Lucretius begins his De rerum natura (On the Nature of Things) with a dedication to Venus:
QuoteDisplay MoreAddress to Venus
By Lucretius
Delight of Human kind, and Gods above;
Parent of Rome; Propitious Queen of Love;
Whose vital pow’r, Air, Earth, and Sea supplies;
And breeds what e’r is born beneath the rowling Skies:
For every kind, by thy prolifique might,
Springs, and beholds the Regions of the light:
Thee, Goddess thee, the clouds and tempests fear,
And at thy pleasing presence disappear:
For thee the Land in fragrant Flow’rs is drest,
For thee the Ocean smiles, and smooths her wavy breast;
And Heav’n it self with more serene, and purer light is blest.

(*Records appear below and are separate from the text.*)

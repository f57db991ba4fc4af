#![forbid(unsafe_code)]

//! The runtime shell: scene + screen buffer + drivers + built-in tasks.
//!
//! A [`Shell`] owns everything one display needs; a [`Runtime`] wraps
//! it with a [`Scheduler`] and installs the three built-in tasks:
//!
//! | Task | Priority | Period |
//! |------|----------|--------|
//! | poll-input | 0 | input poll interval |
//! | dispatch-events | 5 | input poll interval |
//! | frame (layout, paint, flush) | 10 | `1000 / fps` |
//!
//! Priorities order the tasks within a cycle where they fall due
//! together, giving the fixed input → events → layout → paint → flush
//! sequence.

use std::collections::VecDeque;
use std::time::{Duration, Instant};

use panelui_core::event::Event;
use panelui_render::buffer::PixelBuffer;
use panelui_scene::SceneTree;

use crate::compositor::compose;
use crate::drivers::{InputDevice, PanelDriver};
use crate::error::RuntimeError;
use crate::flush::{FlushJob, FlushThread};
use crate::scheduler::{Scheduler, TaskSpec};

/// Tuning knobs for the runtime loop.
#[derive(Debug, Clone)]
pub struct RuntimeConfig {
    /// Frame task rate; the period is `1000 / fps` ms. Default: 30.
    pub fps: u16,
    /// Input poll and event dispatch period in ms. Default: 10.
    pub input_poll_ms: u64,
}

impl Default for RuntimeConfig {
    fn default() -> Self {
        Self {
            fps: 30,
            input_poll_ms: 10,
        }
    }
}

enum FlushMode {
    /// Refresh the panel from the compute thread; blocks the cycle for
    /// the duration of the bus write.
    Inline(Box<dyn PanelDriver>),
    /// Hand bytes to the writer thread and keep computing.
    Threaded(FlushThread),
}

/// Everything one display's runtime owns.
pub struct Shell {
    /// The widget tree. Tasks mutate it freely between frames.
    pub scene: SceneTree,
    screen: PixelBuffer,
    events: VecDeque<Event>,
    inputs: Vec<Box<dyn InputDevice>>,
    flush: FlushMode,
    /// Stale area displaced from the flush mailbox, folded back into
    /// the next frame.
    carry: Option<panelui_core::geometry::Rect>,
    stopping: bool,
}

impl Shell {
    /// A shell that flushes inline on the compute thread.
    #[must_use]
    pub fn new(scene: SceneTree, panel: Box<dyn PanelDriver>) -> Self {
        let size = scene.screen_size();
        Self {
            scene,
            screen: PixelBuffer::new(size.width, size.height),
            events: VecDeque::new(),
            inputs: Vec::new(),
            flush: FlushMode::Inline(panel),
            carry: None,
            stopping: false,
        }
    }

    /// A shell that flushes through a dedicated panel-writer thread.
    #[must_use]
    pub fn threaded(scene: SceneTree, panel: impl PanelDriver + Send + 'static) -> Self {
        let size = scene.screen_size();
        Self {
            scene,
            screen: PixelBuffer::new(size.width, size.height),
            events: VecDeque::new(),
            inputs: Vec::new(),
            flush: FlushMode::Threaded(FlushThread::spawn(panel)),
            carry: None,
            stopping: false,
        }
    }

    /// Register an input device, polled once per cycle.
    pub fn add_input(&mut self, device: Box<dyn InputDevice>) {
        self.inputs.push(device);
    }

    /// Queue an event as if a device had produced it.
    pub fn push_event(&mut self, event: Event) {
        self.events.push_back(event);
    }

    /// Ask the loop to exit after the current task completes.
    pub fn request_stop(&mut self) {
        self.stopping = true;
    }

    /// Whether a stop was requested.
    #[must_use]
    pub fn is_stopping(&self) -> bool {
        self.stopping
    }

    /// The composited screen buffer (for tests and host preview).
    #[must_use]
    pub fn screen(&self) -> &PixelBuffer {
        &self.screen
    }

    /// Poll every input device once. A failing device is logged and
    /// skipped; one flaky sensor must not halt the loop.
    pub fn poll_inputs(&mut self) {
        for device in &mut self.inputs {
            match device.poll() {
                Ok(Some(event)) => self.events.push_back(event),
                Ok(None) => {}
                Err(_err) => {
                    #[cfg(feature = "tracing")]
                    tracing::warn!(device = device.name(), error = %_err, "input poll failed");
                }
            }
        }
    }

    /// Drain the event queue through the router. Events aimed at
    /// despawned nodes are dropped, not fatal; input devices race node
    /// removal by design.
    pub fn drain_events(&mut self) {
        while let Some(mut event) = self.events.pop_front() {
            match self.scene.dispatch(&mut event) {
                Ok(_) => {}
                Err(_err) => {
                    #[cfg(feature = "tracing")]
                    tracing::debug!(error = %_err, "dropping event for stale target");
                }
            }
        }
    }

    /// One frame: relayout if flagged, composite stale regions, flush
    /// the stale window, clear the trackers.
    pub fn frame(&mut self) -> Result<(), RuntimeError> {
        if self.scene.layout_needed() {
            self.scene.layout()?;
        }
        if let Some(rect) = self.carry.take() {
            self.scene.mark_screen_dirty(rect);
        }
        if !self.scene.screen_tracker().is_dirty() {
            return Ok(());
        }
        compose(&mut self.scene, &mut self.screen)?;
        if let Some(window) = self.scene.screen_tracker().bounding() {
            if let Some((rect, bytes)) = self.screen.region_bytes(window) {
                match &mut self.flush {
                    FlushMode::Inline(panel) => panel.refresh(rect, &bytes)?,
                    FlushMode::Threaded(thread) => {
                        if let Some(displaced) = thread.submit(FlushJob { rect, bytes }) {
                            self.carry = Some(displaced.rect);
                        }
                        if let Some(_err) = thread.take_error() {
                            #[cfg(feature = "tracing")]
                            tracing::warn!(error = %_err, "panel refresh failed");
                        }
                    }
                }
            }
        }
        self.scene.clear_dirty();
        Ok(())
    }
}

/// The scheduler-driven runtime loop around a [`Shell`].
pub struct Runtime {
    scheduler: Scheduler<Shell>,
    shell: Shell,
}

impl Runtime {
    /// Create a runtime on the wall clock.
    #[must_use]
    pub fn new(shell: Shell, config: RuntimeConfig) -> Self {
        let start = Instant::now();
        Self::with_clock(shell, config, move || start.elapsed().as_millis() as u64)
    }

    /// Create a runtime with an injected monotonic millisecond clock.
    #[must_use]
    pub fn with_clock(
        shell: Shell,
        config: RuntimeConfig,
        clock: impl Fn() -> u64 + 'static,
    ) -> Self {
        let mut scheduler = Scheduler::new(clock);
        let frame_period = 1000 / u64::from(config.fps.max(1));
        scheduler.spawn(
            TaskSpec::callback("poll-input", |shell: &mut Shell| {
                shell.poll_inputs();
                Ok(())
            })
            .with_priority(0)
            .with_period(config.input_poll_ms),
        );
        scheduler.spawn(
            TaskSpec::callback("dispatch-events", |shell: &mut Shell| {
                shell.drain_events();
                Ok(())
            })
            .with_priority(5)
            .with_period(config.input_poll_ms),
        );
        scheduler.spawn(
            TaskSpec::callback("frame", Shell::frame)
                .with_priority(10)
                .with_period(frame_period),
        );
        Self { scheduler, shell }
    }

    /// The shell, for wiring widgets and devices.
    #[must_use]
    pub fn shell(&self) -> &Shell {
        &self.shell
    }

    /// Mutable shell access.
    pub fn shell_mut(&mut self) -> &mut Shell {
        &mut self.shell
    }

    /// Queue an application task.
    pub fn spawn(&mut self, task: TaskSpec<Shell>) {
        self.scheduler.spawn(task);
    }

    /// Run all currently due tasks once; returns how many steps ran.
    pub fn run_cycle(&mut self) -> Result<u32, RuntimeError> {
        self.scheduler.run_due(&mut self.shell)
    }

    /// Run until a task or listener requests a stop.
    ///
    /// Between cycles the thread sleeps until the next task is due;
    /// nothing in the compute path busy-waits.
    pub fn run(&mut self) -> Result<(), RuntimeError> {
        while !self.shell.is_stopping() {
            self.run_cycle()?;
            if self.shell.is_stopping() {
                break;
            }
            let Some(due) = self.scheduler.next_due() else {
                break;
            };
            let wait = due.saturating_sub(self.scheduler.now());
            if wait > 0 {
                std::thread::sleep(Duration::from_millis(wait));
            }
        }
        Ok(())
    }
}
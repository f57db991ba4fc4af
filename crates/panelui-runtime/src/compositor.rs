#![forbid(unsafe_code)]

//! Dirty-gated compositing.
//!
//! The walk starts at the root and prunes any subtree whose bounds miss
//! the surface's stale area, so a single changed widget costs one
//! renderer run and one blit, not a full-screen repaint.
//!
//! Per surface, paint order is: container background fill (clipped to
//! each stale rectangle), then children in ascending z. An offscreen
//! container switches surface: its children composite into the cached
//! private buffer under its own tracker, and the buffer is blitted onto
//! the parent surface as a whole.

use panelui_core::id::NodeId;
use panelui_render::buffer::PixelBuffer;
use panelui_scene::{SceneError, SceneTree};

/// Repaint every node intersecting its surface's stale area into
/// `screen`.
///
/// Layout must be current; trackers are read, not cleared. The caller
/// flushes the stale window afterwards and then clears the trackers.
pub fn compose(tree: &mut SceneTree, screen: &mut PixelBuffer) -> Result<(), SceneError> {
    #[cfg(feature = "tracing")]
    let _span = tracing::debug_span!("compose").entered();
    visit(tree, NodeId::ROOT, screen, 0, 0, 0)
}

fn visit(
    tree: &mut SceneTree,
    id: NodeId,
    dest: &mut PixelBuffer,
    origin_x: u16,
    origin_y: u16,
    slot: usize,
) -> Result<(), SceneError> {
    let bounds = tree.bounds(id)?;
    let stale = tree
        .tracker_at(slot)
        .is_some_and(|tracker| tracker.intersects(&bounds));
    if !stale {
        return Ok(());
    }

    if tree.is_leaf(id)? {
        tree.paint_leaf(id)?;
        if let Some(buffer) = tree.buffer_of(id) {
            dest.blit(
                buffer,
                bounds.x.saturating_sub(origin_x),
                bounds.y.saturating_sub(origin_y),
            );
        }
        return Ok(());
    }

    // A hidden branch paints nothing; an ancestor's background fill
    // reclaims the area.
    if !tree.is_visible(id)? {
        return Ok(());
    }

    if let Some(background) = tree.background(id)? {
        // Fill per stale rect, matching the per-rect visit gate. Filling
        // the bounding envelope instead would erase clean widgets sitting
        // between disjoint stale rects, which the gate then skips.
        let stale_rects = tree
            .tracker_at(slot)
            .map(|tracker| tracker.regions())
            .unwrap_or_default();
        for region in stale_rects {
            if let Some(fill) = bounds.intersection_opt(&region) {
                dest.fill_rect(fill.relative_to(origin_x, origin_y), background);
            }
        }
    }

    if tree.is_offscreen(id)? {
        let own_slot = tree.tracker_slot_of(id)?;
        let mut buffer = match tree.take_buffer(id)? {
            Some(buffer) => buffer,
            None => PixelBuffer::new(bounds.width, bounds.height),
        };
        if (buffer.width(), buffer.height()) != (bounds.width, bounds.height) {
            buffer.resize(bounds.width, bounds.height);
            tree.mark_dirty(id)?;
        }
        for child in tree.children_by_z(id)? {
            visit(tree, child, &mut buffer, bounds.x, bounds.y, own_slot)?;
        }
        dest.blit(
            &buffer,
            bounds.x.saturating_sub(origin_x),
            bounds.y.saturating_sub(origin_y),
        );
        tree.put_buffer(id, buffer)?;
    } else {
        for child in tree.children_by_z(id)? {
            visit(tree, child, dest, origin_x, origin_y, slot)?;
        }
    }
    Ok(())
}

#[cfg(test)]
mod tests {
    use std::any::Any;

    use panelui_core::geometry::Rect;
    use panelui_render::color::Rgb565;
    use panelui_scene::{Arrangement, LeafRenderer, Node, PaintStyle};

    use super::*;

    struct Swatch {
        color: Rgb565,
        painted: u32,
    }

    impl Swatch {
        fn new(color: Rgb565) -> Self {
            Self { color, painted: 0 }
        }
    }

    impl LeafRenderer for Swatch {
        fn paint(&mut self, _style: &PaintStyle, buffer: &mut PixelBuffer) {
            self.painted += 1;
            buffer.fill(self.color);
        }

        fn as_any(&self) -> &dyn Any {
            self
        }

        fn as_any_mut(&mut self) -> &mut dyn Any {
            self
        }
    }

    fn composed(tree: &mut SceneTree) -> PixelBuffer {
        let size = tree.screen_size();
        let mut screen = PixelBuffer::new(size.width, size.height);
        tree.layout().unwrap();
        compose(tree, &mut screen).unwrap();
        screen
    }

    #[test]
    fn first_frame_paints_background_and_leaves() {
        let mut tree = SceneTree::new(40, 20);
        let leaf = tree
            .add_child(
                NodeId::ROOT,
                Node::leaf(Swatch::new(Rgb565::RED)).with_size(10, 10).at(5, 5),
            )
            .unwrap();
        let screen = composed(&mut tree);

        assert_eq!(screen.pixel(0, 0), Some(Rgb565::BLACK));
        assert_eq!(screen.pixel(7, 7), Some(Rgb565::RED));
        assert_eq!(tree.renderer::<Swatch>(leaf).unwrap().painted, 1);
    }

    #[test]
    fn clean_subtrees_are_skipped() {
        let mut tree = SceneTree::new(40, 20);
        let left = tree
            .add_child(NodeId::ROOT, Node::leaf(Swatch::new(Rgb565::RED)).with_size(10, 10))
            .unwrap();
        let right = tree
            .add_child(
                NodeId::ROOT,
                Node::leaf(Swatch::new(Rgb565::BLUE)).with_size(10, 10).at(30, 0),
            )
            .unwrap();
        let mut screen = composed(&mut tree);
        tree.clear_dirty();

        // Only the left leaf goes stale; the right renderer must not run.
        tree.invalidate(left).unwrap();
        compose(&mut tree, &mut screen).unwrap();
        assert_eq!(tree.renderer::<Swatch>(left).unwrap().painted, 2);
        assert_eq!(tree.renderer::<Swatch>(right).unwrap().painted, 1);
    }

    #[test]
    fn disjoint_damage_spares_the_widget_in_between() {
        let mut tree = SceneTree::new(60, 10);
        let left = tree
            .add_child(NodeId::ROOT, Node::leaf(Swatch::new(Rgb565::RED)).with_size(20, 10))
            .unwrap();
        let middle = tree
            .add_child(
                NodeId::ROOT,
                Node::leaf(Swatch::new(Rgb565::GREEN)).with_size(20, 10).at(20, 0),
            )
            .unwrap();
        let right = tree
            .add_child(
                NodeId::ROOT,
                Node::leaf(Swatch::new(Rgb565::BLUE)).with_size(20, 10).at(40, 0),
            )
            .unwrap();
        let mut screen = composed(&mut tree);
        tree.clear_dirty();

        // Two stale rects flank the clean middle widget; the background
        // fill must not reach across the gap and erase it.
        tree.invalidate(left).unwrap();
        tree.invalidate(right).unwrap();
        compose(&mut tree, &mut screen).unwrap();
        assert_eq!(screen.pixel(30, 5), Some(Rgb565::GREEN));
        assert_eq!(tree.renderer::<Swatch>(middle).unwrap().painted, 1);
        assert_eq!(tree.renderer::<Swatch>(left).unwrap().painted, 2);
        assert_eq!(tree.renderer::<Swatch>(right).unwrap().painted, 2);
    }

    #[test]
    fn vacated_area_repaints_as_background() {
        let mut tree = SceneTree::new(40, 20);
        let leaf = tree
            .add_child(
                NodeId::ROOT,
                Node::leaf(Swatch::new(Rgb565::RED)).with_size(10, 10).at(5, 5),
            )
            .unwrap();
        let mut screen = composed(&mut tree);
        tree.clear_dirty();

        tree.remove_child(NodeId::ROOT, leaf).unwrap();
        tree.layout().unwrap();
        compose(&mut tree, &mut screen).unwrap();
        assert_eq!(screen.pixel(7, 7), Some(Rgb565::BLACK));
    }

    #[test]
    fn hidden_leaf_yields_to_the_backdrop() {
        let mut tree = SceneTree::new(40, 20);
        let leaf = tree
            .add_child(
                NodeId::ROOT,
                Node::leaf(Swatch::new(Rgb565::RED)).with_size(10, 10).at(5, 5),
            )
            .unwrap();
        let mut screen = composed(&mut tree);
        assert_eq!(screen.pixel(7, 7), Some(Rgb565::RED));
        tree.clear_dirty();

        tree.hide(leaf).unwrap();
        compose(&mut tree, &mut screen).unwrap();
        assert_eq!(screen.pixel(7, 7), Some(Rgb565::BLACK));
    }

    #[test]
    fn z_order_decides_overlap() {
        let mut tree = SceneTree::new(40, 20);
        tree.add_child(
            NodeId::ROOT,
            Node::leaf(Swatch::new(Rgb565::RED)).with_size(10, 10).with_z(5),
        )
        .unwrap();
        tree.add_child(NodeId::ROOT, Node::leaf(Swatch::new(Rgb565::BLUE)).with_size(10, 10))
            .unwrap();
        let screen = composed(&mut tree);
        assert_eq!(screen.pixel(5, 5), Some(Rgb565::RED));
    }

    #[test]
    fn offscreen_container_composites_through_its_buffer() {
        let mut tree = SceneTree::new(40, 20);
        let panel = tree
            .add_child(
                NodeId::ROOT,
                Node::branch(Arrangement::Free)
                    .with_size(20, 10)
                    .at(10, 5)
                    .offscreen(),
            )
            .unwrap();
        let inner = tree
            .add_child(panel, Node::leaf(Swatch::new(Rgb565::GREEN)).with_size(4, 4).with_offset(2, 2))
            .unwrap();
        let mut screen = composed(&mut tree);
        assert_eq!(screen.pixel(13, 8), Some(Rgb565::GREEN));
        tree.clear_dirty();

        // An interior change repaints through the cached buffer.
        tree.with_renderer::<Swatch, _>(inner, |s| s.color = Rgb565::BLUE)
            .unwrap();
        compose(&mut tree, &mut screen).unwrap();
        assert_eq!(screen.pixel(13, 8), Some(Rgb565::BLUE));
    }
}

For when the rising Spring adorns the Mead,
And a new Scene of Nature stands display’d,
When teeming Budds, and chearful greens appear,
And Western gales unlock the lazy year,
The joyous Birds thy welcome first express,
Whose native Songs thy genial fire confess:
Then savage Beasts bound o’re their slighted food,
Strook with thy darts, and tempt the raging floud:
All Nature is thy Gift; Earth, Air, and Sea:
Of all that breathes, the various progeny,
Stung with delight, is goaded on by thee.
O’er barren Mountains, o’er the flow’ry Plain,
The leavy Forest, and the liquid Main
Extends thy uncontroul’d and boundless reign.
Through all the living Regions dost thou move,
And scattr’st, where thou goest, the kindly seeds of Love:
Since then the race of every living thing,
Obeys thy pow’r; since nothing new can spring
Without thy warmth, without thy influence bear,
Or beautiful, or lovesome can appear,
Be thou my ayd: My tuneful Song inspire,
And kindle with thy own productive fire;
While all thy Province Nature, I survey,
And sing to Memmius an immortal lay
Of Heav’n, and Earth, and every where thy wond’rous pow’r display.
To Memmius, under thy sweet influence born,
Whom thou with all thy gifts and graces dost adorn.
The rather, then assist my Muse and me,
Infusing Verses worthy him and thee.
Mean time on Land and Sea let barb’rous discord cease,
And lull the listening world in universal peace.
To thee, Mankind their soft repose must owe,
For thou alone that blessing canst bestow;
Because the brutal business of the War
Is manag’d by thy dreadful Servant’s care:
Who oft retires from fighting fields, to prove
The pleasing pains of thy eternal Love:
And panting on thy breast, supinely lies,
While with thy heavenly form he feeds his famish’d eyes:
Sucks in with open lips, thy balmy breath,
By turns restor’d to life, and plung’d in pleasing death.
There while thy curling limbs about him move,
Involv’d and fetter’d in the links of Love,
When wishing all, he nothing can deny,
Thy charms in that auspicious moment try;
With winning eloquence our peace implore,
And quiet to the weary World restore.
Aphrodite of Menophantos, a Venus pudica ("modest venus") the best-known copy type of the Venus of Cnidus, here bearing the signature of the sculptor Menophantos: "work by Menophantos, after the Aphrodite in the Troad". Marble, Greek artwork, 1st century BC. From the church San Gregorio al Celio, Rome. https://commons.m.wikimedia.org/wiki/File:Venus_pudica_Massimo.jpg
Is this to be seen as a reverence for nature and the natural world, rather than a reverence for romantic love?